Exercise brief>
The lines from the first line of the entries through the line containing "Running loads is" are to be repeated exactly, with both of those lines included.

————

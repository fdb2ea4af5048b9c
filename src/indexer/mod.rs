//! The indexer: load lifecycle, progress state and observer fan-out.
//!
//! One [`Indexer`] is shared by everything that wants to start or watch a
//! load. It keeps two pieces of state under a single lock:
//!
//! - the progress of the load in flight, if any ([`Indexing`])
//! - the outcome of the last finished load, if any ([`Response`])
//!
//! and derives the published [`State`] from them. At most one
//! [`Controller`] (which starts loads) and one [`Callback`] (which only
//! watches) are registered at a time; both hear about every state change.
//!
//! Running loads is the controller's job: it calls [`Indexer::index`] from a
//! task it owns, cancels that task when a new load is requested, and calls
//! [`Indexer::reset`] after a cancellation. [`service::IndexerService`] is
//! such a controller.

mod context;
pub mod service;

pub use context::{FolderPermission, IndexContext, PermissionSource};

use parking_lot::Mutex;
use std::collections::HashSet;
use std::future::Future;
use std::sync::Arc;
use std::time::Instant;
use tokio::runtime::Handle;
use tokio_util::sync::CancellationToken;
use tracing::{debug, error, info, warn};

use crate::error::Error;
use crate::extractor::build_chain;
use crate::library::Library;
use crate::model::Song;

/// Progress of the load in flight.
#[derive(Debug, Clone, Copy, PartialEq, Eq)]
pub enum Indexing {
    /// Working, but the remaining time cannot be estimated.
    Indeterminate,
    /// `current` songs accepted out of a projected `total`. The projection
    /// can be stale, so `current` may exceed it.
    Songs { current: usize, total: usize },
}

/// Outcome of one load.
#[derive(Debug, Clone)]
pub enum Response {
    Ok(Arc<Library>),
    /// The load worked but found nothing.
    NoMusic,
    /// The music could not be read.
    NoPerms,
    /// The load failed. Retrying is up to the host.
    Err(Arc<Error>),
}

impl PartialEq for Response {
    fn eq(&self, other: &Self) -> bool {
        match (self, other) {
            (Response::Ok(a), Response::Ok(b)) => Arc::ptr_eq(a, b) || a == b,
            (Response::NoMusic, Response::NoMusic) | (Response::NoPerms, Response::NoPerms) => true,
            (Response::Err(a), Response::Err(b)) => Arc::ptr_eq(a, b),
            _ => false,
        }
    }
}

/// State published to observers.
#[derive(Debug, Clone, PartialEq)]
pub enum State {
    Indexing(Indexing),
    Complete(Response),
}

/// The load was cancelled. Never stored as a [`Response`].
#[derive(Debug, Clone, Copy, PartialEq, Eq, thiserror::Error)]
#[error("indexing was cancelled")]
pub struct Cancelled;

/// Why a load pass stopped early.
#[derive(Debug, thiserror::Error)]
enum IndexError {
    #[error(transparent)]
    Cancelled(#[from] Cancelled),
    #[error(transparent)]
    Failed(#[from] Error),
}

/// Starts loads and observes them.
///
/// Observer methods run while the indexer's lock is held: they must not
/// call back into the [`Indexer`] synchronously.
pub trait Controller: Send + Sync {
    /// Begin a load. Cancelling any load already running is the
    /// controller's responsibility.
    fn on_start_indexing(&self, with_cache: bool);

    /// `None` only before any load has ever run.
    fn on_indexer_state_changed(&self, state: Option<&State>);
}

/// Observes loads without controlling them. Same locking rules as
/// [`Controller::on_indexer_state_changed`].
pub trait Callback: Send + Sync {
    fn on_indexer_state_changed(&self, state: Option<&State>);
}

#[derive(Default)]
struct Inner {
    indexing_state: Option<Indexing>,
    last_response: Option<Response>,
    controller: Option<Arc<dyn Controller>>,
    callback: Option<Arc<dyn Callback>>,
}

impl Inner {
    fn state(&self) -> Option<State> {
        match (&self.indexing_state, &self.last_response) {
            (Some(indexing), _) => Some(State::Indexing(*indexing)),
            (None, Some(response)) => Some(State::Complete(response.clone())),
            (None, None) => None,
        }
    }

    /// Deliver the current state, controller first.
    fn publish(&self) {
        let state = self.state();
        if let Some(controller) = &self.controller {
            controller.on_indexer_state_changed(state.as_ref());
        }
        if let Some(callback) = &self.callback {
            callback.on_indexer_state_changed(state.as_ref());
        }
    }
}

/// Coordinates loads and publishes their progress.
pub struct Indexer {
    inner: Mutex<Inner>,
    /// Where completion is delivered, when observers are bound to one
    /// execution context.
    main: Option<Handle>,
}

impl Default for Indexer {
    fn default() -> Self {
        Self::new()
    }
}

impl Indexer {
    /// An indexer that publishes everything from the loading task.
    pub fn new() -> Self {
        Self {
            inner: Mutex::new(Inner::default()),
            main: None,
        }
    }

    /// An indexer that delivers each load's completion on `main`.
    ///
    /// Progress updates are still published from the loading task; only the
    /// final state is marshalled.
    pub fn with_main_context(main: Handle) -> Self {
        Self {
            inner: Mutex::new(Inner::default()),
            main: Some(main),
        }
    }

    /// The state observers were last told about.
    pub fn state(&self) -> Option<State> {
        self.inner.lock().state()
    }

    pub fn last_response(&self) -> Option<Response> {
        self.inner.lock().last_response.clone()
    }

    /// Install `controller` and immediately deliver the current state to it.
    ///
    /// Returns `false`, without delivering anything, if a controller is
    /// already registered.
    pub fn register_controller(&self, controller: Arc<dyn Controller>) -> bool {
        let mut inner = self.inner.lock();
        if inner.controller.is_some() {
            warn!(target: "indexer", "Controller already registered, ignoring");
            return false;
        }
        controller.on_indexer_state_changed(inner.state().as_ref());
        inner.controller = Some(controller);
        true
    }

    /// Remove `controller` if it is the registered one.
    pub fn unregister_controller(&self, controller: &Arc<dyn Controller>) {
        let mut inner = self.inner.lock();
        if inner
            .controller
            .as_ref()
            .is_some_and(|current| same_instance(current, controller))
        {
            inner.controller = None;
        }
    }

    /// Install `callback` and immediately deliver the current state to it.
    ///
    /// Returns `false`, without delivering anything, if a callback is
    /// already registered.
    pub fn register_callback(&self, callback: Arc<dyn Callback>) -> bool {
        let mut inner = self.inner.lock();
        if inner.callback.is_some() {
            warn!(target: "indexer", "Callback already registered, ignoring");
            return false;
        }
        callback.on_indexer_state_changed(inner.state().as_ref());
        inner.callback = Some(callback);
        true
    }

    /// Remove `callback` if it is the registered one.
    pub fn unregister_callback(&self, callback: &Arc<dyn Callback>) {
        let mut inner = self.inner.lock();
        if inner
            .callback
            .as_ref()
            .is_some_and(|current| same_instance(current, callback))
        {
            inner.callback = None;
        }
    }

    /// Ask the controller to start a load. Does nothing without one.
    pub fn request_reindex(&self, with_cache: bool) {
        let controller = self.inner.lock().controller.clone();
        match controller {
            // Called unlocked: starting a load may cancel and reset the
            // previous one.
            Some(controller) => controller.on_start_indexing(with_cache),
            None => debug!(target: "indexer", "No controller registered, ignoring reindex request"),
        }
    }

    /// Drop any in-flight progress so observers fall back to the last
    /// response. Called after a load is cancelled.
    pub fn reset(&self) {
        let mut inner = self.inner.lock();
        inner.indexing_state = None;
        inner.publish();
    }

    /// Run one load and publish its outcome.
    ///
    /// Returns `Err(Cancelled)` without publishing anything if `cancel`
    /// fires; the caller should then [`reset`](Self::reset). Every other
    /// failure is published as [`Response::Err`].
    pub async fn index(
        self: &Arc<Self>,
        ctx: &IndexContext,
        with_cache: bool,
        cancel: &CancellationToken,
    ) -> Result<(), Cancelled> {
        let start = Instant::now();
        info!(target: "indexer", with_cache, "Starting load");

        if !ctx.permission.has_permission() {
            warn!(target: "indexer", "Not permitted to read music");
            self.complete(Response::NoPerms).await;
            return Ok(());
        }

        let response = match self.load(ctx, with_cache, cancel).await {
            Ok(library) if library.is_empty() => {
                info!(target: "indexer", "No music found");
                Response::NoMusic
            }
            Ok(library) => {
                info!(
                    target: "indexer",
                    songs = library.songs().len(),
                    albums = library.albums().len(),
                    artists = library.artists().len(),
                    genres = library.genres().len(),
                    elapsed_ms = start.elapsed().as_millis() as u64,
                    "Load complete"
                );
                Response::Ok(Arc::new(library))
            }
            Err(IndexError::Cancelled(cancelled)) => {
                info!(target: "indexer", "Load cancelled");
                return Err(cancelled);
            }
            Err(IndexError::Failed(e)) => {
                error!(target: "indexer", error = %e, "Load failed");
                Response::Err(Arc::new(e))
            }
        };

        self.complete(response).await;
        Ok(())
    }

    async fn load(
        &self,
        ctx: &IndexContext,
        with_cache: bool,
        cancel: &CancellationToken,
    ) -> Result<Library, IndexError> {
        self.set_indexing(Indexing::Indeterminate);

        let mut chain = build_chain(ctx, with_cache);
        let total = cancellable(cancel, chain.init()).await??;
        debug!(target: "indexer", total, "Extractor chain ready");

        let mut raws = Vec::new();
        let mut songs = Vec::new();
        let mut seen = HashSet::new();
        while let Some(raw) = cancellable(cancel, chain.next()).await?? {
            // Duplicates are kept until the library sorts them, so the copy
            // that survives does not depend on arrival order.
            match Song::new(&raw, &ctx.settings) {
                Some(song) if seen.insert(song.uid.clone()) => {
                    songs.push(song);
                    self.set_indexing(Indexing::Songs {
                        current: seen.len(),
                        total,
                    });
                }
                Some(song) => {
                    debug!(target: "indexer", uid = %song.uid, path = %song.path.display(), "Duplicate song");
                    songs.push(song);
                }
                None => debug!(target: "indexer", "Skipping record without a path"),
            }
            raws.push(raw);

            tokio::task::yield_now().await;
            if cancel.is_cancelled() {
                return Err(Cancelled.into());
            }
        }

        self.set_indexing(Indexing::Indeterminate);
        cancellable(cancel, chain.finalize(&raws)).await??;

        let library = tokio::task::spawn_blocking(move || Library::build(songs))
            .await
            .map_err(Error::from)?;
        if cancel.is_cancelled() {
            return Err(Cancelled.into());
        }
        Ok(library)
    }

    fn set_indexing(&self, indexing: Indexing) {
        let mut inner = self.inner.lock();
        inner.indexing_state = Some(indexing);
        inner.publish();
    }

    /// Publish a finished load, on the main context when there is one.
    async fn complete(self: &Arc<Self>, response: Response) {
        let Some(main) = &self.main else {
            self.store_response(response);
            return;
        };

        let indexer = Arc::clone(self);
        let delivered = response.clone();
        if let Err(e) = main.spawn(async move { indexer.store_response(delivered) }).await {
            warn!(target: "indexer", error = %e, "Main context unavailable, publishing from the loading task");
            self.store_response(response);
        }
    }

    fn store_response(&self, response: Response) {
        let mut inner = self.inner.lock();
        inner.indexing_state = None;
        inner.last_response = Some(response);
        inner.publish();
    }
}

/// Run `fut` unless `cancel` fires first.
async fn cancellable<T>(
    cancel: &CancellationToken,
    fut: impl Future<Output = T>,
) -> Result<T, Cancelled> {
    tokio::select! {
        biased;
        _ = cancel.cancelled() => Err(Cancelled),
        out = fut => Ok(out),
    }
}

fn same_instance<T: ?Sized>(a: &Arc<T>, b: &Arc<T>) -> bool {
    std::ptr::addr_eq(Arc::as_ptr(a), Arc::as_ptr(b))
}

————

Completed exercise>
repository fdb2ea4af5048b9c
filename src/indexer/mod.rs
//! The indexer: load lifecycle, progress state and observer fan-out.
//!
//! One [`Indexer`] is shared by everything that wants to start or watch a
//! load. It keeps two pieces of state under a single lock:
//!
//! - the progress of the load in flight, if any ([`Indexing`])
//! - the outcome of the last finished load, if any ([`Response`])
//!
//! and derives the published [`State`] from them. At most one
//! [`Controller`] (which starts loads) and one [`Callback`] (which only
//! watches) are registered at a time; both hear about every state change.
//!
//! Running loads is the controller's job: it calls [`Indexer::index`] from a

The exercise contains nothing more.